## [Records provided]
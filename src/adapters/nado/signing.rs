//! Nado request authentication
//!
//! Nado authenticates executes by EIP-712 signature only; REST and websocket
//! requests carry no headers. `NadoAuth` owns the wallet and the derived
//! 32-byte sender (address plus "default" subaccount).

use ethers::signers::{LocalWallet, Signer};

use crate::adapters::errors::{ExchangeError, ExchangeResult};

use super::eip712::{self, TypedPayload};
use super::utils;

#[derive(Clone)]
pub struct NadoAuth {
    wallet: LocalWallet,
    address: String,
    sender: String,
}

impl std::fmt::Debug for NadoAuth {
    fn fmt(&self, f: &mut std::fmt::Formatter<'_>) -> std::fmt::Result {
        f.debug_struct("NadoAuth")
            .field("address", &self.address)
            .field("sender", &self.sender)
            .finish_non_exhaustive()
    }
}

impl NadoAuth {
    pub fn new(address: &str, private_key: &str) -> ExchangeResult<Self> {
        let wallet: LocalWallet = private_key
            .parse()
            .map_err(|e| ExchangeError::AuthenticationFailed(format!("Invalid private key: {}", e)))?;
        let sender = utils::convert_address_to_sender(address)?;
        if format!("{:?}", wallet.address()) != address.to_lowercase() {
            tracing::warn!(
                exchange = "nado",
                address = %address,
                "Private key does not belong to the configured address (linked signer?)"
            );
        }
        Ok(Self {
            wallet,
            address: address.to_string(),
            sender,
        })
    }

    pub fn address(&self) -> &str {
        &self.address
    }

    /// Subaccount identifier as 0x + 64 hex
    pub fn sender(&self) -> &str {
        &self.sender
    }

    pub fn sender_bytes(&self) -> ExchangeResult<[u8; 32]> {
        utils::hex_to_bytes32(&self.sender)
    }

    /// Sign under the Nado domain for `verifying_contract`; returns `(signature, digest)`
    pub fn sign_payload<P: TypedPayload>(
        &self,
        payload: &P,
        verifying_contract: &str,
        chain_id: u64,
    ) -> ExchangeResult<(String, String)> {
        eip712::sign_payload(payload, verifying_contract, chain_id, &self.wallet)
    }
}

#[cfg(test)]
pub const TEST_PRIVATE_KEY: &str = "5500eb16bf3692840e04fb6a63547b9a80b75d9cbb36b43ca5662127d4c19c83";
#[cfg(test)]
pub const TEST_ADDRESS: &str = "0x2162Db26939B9EAF0C5404217774d166056d31B5";

#[cfg(test)]
mod tests {
    use super::*;
    use crate::adapters::nado::eip712::Order;

    #[test]
    fn test_sender_derivation() {
        let auth = NadoAuth::new(TEST_ADDRESS, TEST_PRIVATE_KEY).unwrap();
        assert_eq!(
            auth.sender(),
            "0x2162Db26939B9EAF0C5404217774d166056d31B564656661756c740000000000"
        );
        let bytes = auth.sender_bytes().unwrap();
        assert_eq!(&bytes[20..27], b"default");
    }

    #[test]
    fn test_invalid_inputs() {
        assert!(matches!(
            NadoAuth::new(TEST_ADDRESS, "nothex"),
            Err(ExchangeError::AuthenticationFailed(_))
        ));
        assert!(matches!(
            NadoAuth::new("0xnotanaddress", TEST_PRIVATE_KEY),
            Err(ExchangeError::InvalidInput(_))
        ));
    }

    #[test]
    fn test_sign_payload_through_auth() {
        let auth = NadoAuth::new(TEST_ADDRESS, TEST_PRIVATE_KEY).unwrap();
        let order = Order {
            sender: auth.sender_bytes().unwrap(),
            price_x18: 26_383_000_000_000_000_000_000,
            amount: 2_292_000_000_000_000_000,
            expiration: 1_685_989_016,
            nonce: 1_767_924_162_661_187_978,
            appendix: 1,
        };
        let contract = "0x0000000000000000000000000000000000000002";
        let first = auth.sign_payload(&order, contract, 763373).unwrap();
        let second = auth.sign_payload(&order, contract, 763373).unwrap();
        assert_eq!(first, second);
        assert_eq!(first.0.len(), 132);
        assert_eq!(first.1.len(), 66);
    }
}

## [Work required]
Reproduce the entries exactly, dropping nothing.

## [Result below]
filename src/adapters/nado/signing.rs
//! Nado request authentication
//!
//! Nado authenticates executes by EIP-712 signature only; REST and websocket
//! requests carry no headers. `NadoAuth` owns the wallet and the derived
//! 32-byte sender (address plus "default" subaccount).

use ethers::signers::{LocalWallet, Signer};

use crate::adapters::errors::{ExchangeError, ExchangeResult};

use super::eip712::{self, TypedPayload};
use super::utils;

#[derive(Clone)]
pub struct NadoAuth {
    wallet: LocalWallet,
    address: String,
    sender: String,
}

impl std::fmt::Debug for NadoAuth {
    fn fmt(&self, f: &mut std::fmt::Formatter<'_>) -> std::fmt::Result {
        f.debug_struct("NadoAuth")
            .field("address", &self.address)
            .field("sender", &self.sender)
            .finish_non_exhaustive()
    }
}

impl NadoAuth {
    pub fn new(address: &str, private_key: &str) -> ExchangeResult<Self> {
        let wallet: LocalWallet = private_key
            .parse()
            .map_err(|e| ExchangeError::AuthenticationFailed(format!("Invalid private key: {}", e)))?;
        let sender = utils::convert_address_to_sender(address)?;
        if format!("{:?}", wallet.address()) != address.to_lowercase() {
            tracing::warn!(
                exchange = "nado",
                address = %address,
                "Private key does not belong to the configured address (linked signer?)"
            );
        }
        Ok(Self {
            wallet,
            address: address.to_string(),
            sender,
        })
    }

    pub fn address(&self) -> &str {
        &self.address
    }

    /// Subaccount identifier as 0x + 64 hex
    pub fn sender(&self) -> &str {
        &self.sender
    }

    pub fn sender_bytes(&self) -> ExchangeResult<[u8; 32]> {
        utils::hex_to_bytes32(&self.sender)
    }

    /// Sign under the Nado domain for `verifying_contract`; returns `(signature, digest)`
    pub fn sign_payload<P: TypedPayload>(
        &self,
        payload: &P,
        verifying_contract: &str,
        chain_id: u64,
    ) -> ExchangeResult<(String, String)> {
        eip712::sign_payload(payload, verifying_contract, chain_id, &self.wallet)
    }
}

#[cfg(test)]
pub const TEST_PRIVATE_KEY: &str = "5500eb16bf3692840e04fb6a63547b9a80b75d9cbb36b43ca5662127d4c19c83";
#[cfg(test)]
pub const TEST_ADDRESS: &str = "0x2162Db26939B9EAF0C5404217774d166056d31B5";

#[cfg(test)]
mod tests {
    use super::*;
    use crate::adapters::nado::eip712::Order;

    #[test]
    fn test_sender_derivation() {
        let auth = NadoAuth::new(TEST_ADDRESS, TEST_PRIVATE_KEY).unwrap();
        assert_eq!(
            auth.sender(),
            "0x2162Db26939B9EAF0C5404217774d166056d31B564656661756c740000000000"
        );
        let bytes = auth.sender_bytes().unwrap();
        assert_eq!(&bytes[20..27], b"default");
    }

    #[test]
    fn test_invalid_inputs() {
        assert!(matches!(
            NadoAuth::new(TEST_ADDRESS, "nothex"),
            Err(ExchangeError::AuthenticationFailed(_))
        ));
        assert!(matches!(
            NadoAuth::new("0xnotanaddress", TEST_PRIVATE_KEY),
            Err(ExchangeError::InvalidInput(_))
        ));
    }

    #[test]
    fn test_sign_payload_through_auth() {
        let auth = NadoAuth::new(TEST_ADDRESS, TEST_PRIVATE_KEY).unwrap();
        let order = Order {
            sender: auth.sender_bytes().unwrap(),
            price_x18: 26_383_000_000_000_000_000_000,
            amount: 2_292_000_000_000_000_000,
            expiration: 1_685_989_016,
            nonce: 1_767_924_162_661_187_978,
            appendix: 1,
        };
        let contract = "0x0000000000000000000000000000000000000002";
        let first = auth.sign_payload(&order, contract, 763373).unwrap();
        let second = auth.sign_payload(&order, contract, 763373).unwrap();
        assert_eq!(first, second);
        assert_eq!(first.0.len(), 132);
        assert_eq!(first.1.len(), 66);
    }
}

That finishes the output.